Charlotte Elizabeth Webb ( Vine-Stevens; 13 May 1923 – 31 March 2025) was an English code breaker who worked at Bletchley Park during World War II from the age of 18. In 1941 she joined the British Auxiliary Territorial Service. She said, of joining the top-secret mission at Bletchley, "I wanted to do something more for the war effort than bake sausage rolls."

==Early life==
Webb was born on 13 May 1923, in Ryecroft, Richard's Castle, Herefordshire. She was named after her mother, Charlotte, but was commonly referred to as "Betty". She described her childhood as 'idyllic' and was home-schooled for a significant portion of her youth. Her mother gave her and her brother home-school lessons. She was studying Domestic Science at Radbrook College in Shrewsbury at the start of World War II. She signed up to join the Auxiliary Territorial Service as soon as she turned 18 in May 1941, and did basic training at the Royal Welch Fusiliers' Hightown Barracks in Wrexham. From there she was taken to an interview in London at Devonshire House and then sent immediately to Bletchley Park in Buckinghamshire.
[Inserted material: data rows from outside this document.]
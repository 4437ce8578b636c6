//! Effects produced by state transitions

use crate::error::DomainError;
use crate::llm::Fragment;

/// Effects to be executed by the session after a transition, in order
#[derive(Debug, Clone, PartialEq)]
pub enum Effect {
    /// Forget the recorded error
    ClearError,

    /// Append the user's message to the store
    PersistUserMessage { text: String },

    /// Open an empty in-progress assistant message
    BeginAssistant,

    /// Spawn the stream task over the current context
    SpawnStream,

    /// Grow the in-progress reply and forward the fragment to the consumer
    ForwardFragment { fragment: Fragment },

    /// Move the in-progress reply into history (dropped if empty)
    FinalizeAssistant,

    /// Drop the in-progress reply
    DiscardAssistant,

    /// Remove the last user message if the turn left no reply behind it
    RollbackUserMessage,

    /// Signal the stream task to stop
    AbortStream,

    /// Keep the error for `last_error` and notify the consumer
    RecordError { error: DomainError },
}

impl Effect {
    pub fn persist_user_message(text: impl Into<String>) -> Self {
        Effect::PersistUserMessage { text: text.into() }
    }

    pub fn forward(fragment: Fragment) -> Self {
        Effect::ForwardFragment { fragment }
    }

    pub fn record_error(error: DomainError) -> Self {
        Effect::RecordError { error }
    }
}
==World War II and Bletchley Park==
Upon arrival at Bletchley Park, she was tasked with cataloguing encrypted German radio messages intercepted by the British, contributing to the breaking of the German cipher Enigma. While a bulk of Bletchley Park workers were assigned to one of the huts, such as Hut 3, Hut 11, Webb was mainly situated in the Mansion belonging to Major Tester's department and Block F, the Japanese section. In Major Tester's department, some tasks performed include registering messages on little cards, which Webb believes totalled 10,000 a day in the whole park, and organizing the cards into shoeboxes according to a strict order so they could be retrieved efficiently when called for. In Block F, she worked on intercepted Japanese messages, something she excelled at so much that she was later sent to Washington to support the American war effort.
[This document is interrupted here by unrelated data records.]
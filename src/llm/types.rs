//! Common types for chat backend interactions

use crate::store::{Message, Role};
use serde::{Deserialize, Serialize};
use std::time::Duration;

/// One streaming chat request as handed to a transport
#[derive(Debug, Clone)]
pub struct ChatRequest {
    pub model: String,
    pub messages: Vec<ChatMessage>,
    /// Ask the backend for reasoning traces alongside the answer
    pub think: bool,
    /// Context window hint passed through to the backend
    pub num_ctx: Option<usize>,
}

/// Message in wire form
#[derive(Debug, Clone, PartialEq, Eq, Serialize, Deserialize)]
pub struct ChatMessage {
    pub role: Role,
    pub content: String,
}

impl From<&Message> for ChatMessage {
    fn from(message: &Message) -> Self {
        Self {
            role: message.role,
            content: message.content.clone(),
        }
    }
}

/// Smallest unit a transport yields
#[derive(Debug, Clone, Default, PartialEq, Eq)]
pub struct RawChunk {
    pub content: String,
    pub thinking: String,
    /// Backend signalled this is the final chunk
    pub done: bool,
}

impl RawChunk {
    pub fn content(text: impl Into<String>) -> Self {
        Self {
            content: text.into(),
            ..Self::default()
        }
    }

    pub fn thinking(text: impl Into<String>) -> Self {
        Self {
            thinking: text.into(),
            ..Self::default()
        }
    }

    pub fn done() -> Self {
        Self {
            done: true,
            ..Self::default()
        }
    }

    pub fn is_empty(&self) -> bool {
        self.content.is_empty() && self.thinking.is_empty()
    }
}

/// A batch of raw chunks, concatenated in arrival order
#[derive(Debug, Clone, Default, PartialEq, Eq, Serialize)]
pub struct Fragment {
    pub content: String,
    #[serde(skip_serializing_if = "String::is_empty")]
    pub thinking: String,
    /// Number of raw chunks folded into this fragment
    pub chunks: usize,
}

impl Fragment {
    pub fn push(&mut self, chunk: &RawChunk) {
        self.content.push_str(&chunk.content);
        self.thinking.push_str(&chunk.thinking);
        self.chunks += 1;
    }
}

/// Per-request streaming knobs
#[derive(Debug, Clone)]
pub struct StreamOptions {
    pub model: String,
    /// Raw chunks per emitted fragment
    pub batch_size: usize,
    /// Connection attempts after the first one
    pub max_retries: u32,
    pub base_delay: Duration,
    pub max_backoff: Duration,
    /// Bound on connection establishment only
    pub timeout: Duration,
    pub think: bool,
    pub num_ctx: Option<usize>,
}

impl StreamOptions {
    pub fn new(model: impl Into<String>) -> Self {
        Self {
            model: model.into(),
            batch_size: 8,
            max_retries: 2,
            base_delay: Duration::from_millis(500),
            max_backoff: Duration::from_secs(8),
            timeout: Duration::from_secs(120),
            think: false,
            num_ctx: None,
        }
    }

    /// Delay before retry number `attempt` (0-based): `base * 2^attempt`, capped
    pub fn backoff(&self, attempt: u32) -> Duration {
        let factor = 2u32.saturating_pow(attempt);
        self.base_delay
            .checked_mul(factor)
            .map_or(self.max_backoff, |delay| delay.min(self.max_backoff))
    }
}

/// Model advertised by the backend
#[derive(Debug, Clone, PartialEq, Eq, Deserialize)]
pub struct ModelInfo {
    pub name: String,
    #[serde(default)]
    pub size: Option<u64>,
}

impl ModelInfo {
    pub fn named(name: impl Into<String>) -> Self {
        Self {
            name: name.into(),
            size: None,
        }
    }

    /// Case-insensitive; a bare name matches any of its tags
    pub fn matches(&self, wanted: &str) -> bool {
        let have = self.name.to_lowercase();
        let wanted = wanted.trim().to_lowercase();
        if have == wanted {
            return true;
        }
        !wanted.contains(':')
            && have
                .split_once(':')
                .is_some_and(|(base, _tag)| base == wanted)
    }
}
All recruits to Bletchley Park were taken into a room and asked to read and then sign the Official Secrets Act before they could begin their work. The strict secrecy meant workers could not share what they did at work with their families, friends, or even with their fellow Bletchley workers. Only after the veil of secrecy was partially lifted, in the late 1970s, were Betty Webb and others who had worked at Bletchley, finally able to understand what had really been going on at the site.
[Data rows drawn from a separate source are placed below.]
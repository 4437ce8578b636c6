//! Session Engine - streaming chat sessions against a local model server
//!
//! A pure conversation state machine drives a bounded message history and a
//! cancellable, batched response stream from an Ollama-compatible backend.

pub mod config;
pub mod error;
pub mod llm;
pub mod runtime;
pub mod state_machine;
pub mod store;

pub use config::SessionConfig;
pub use error::{DomainError, DomainErrorKind};
pub use runtime::{ConversationSession, RejectReason, SessionEvent, SubmitOutcome};
pub use state_machine::{PartialContent, SessionState};
pub use store::{Message, MessageStore, ParseRoleError, Role};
==Later life, honours and death==
Webb was appointed a Member of the Order of the British Empire (MBE) in the 2015 Birthday Honours "for services to remembering and promoting the work of Bletchley Park". In 2021 Webb's work at Bletchley Park was recognized by the Government of France, with her appointment as Chevalier de la Légion d'Honneur (Knight of the Legion of Honour).

From 2020, she was an ambassador of Operation Bletchley, a series of walking and codebreaking challenges, raising money for the Army Benevolent Fund. As of February 2021, Webb lived in Worcestershire, England. In 2023, she was invited to King Charles's coronation on 6 May and sat in the front row. She turned 100 in May 2023 and celebrated her birthday with a party at Bletchley Park, which involved a flypast by an Avro Lancaster bomber.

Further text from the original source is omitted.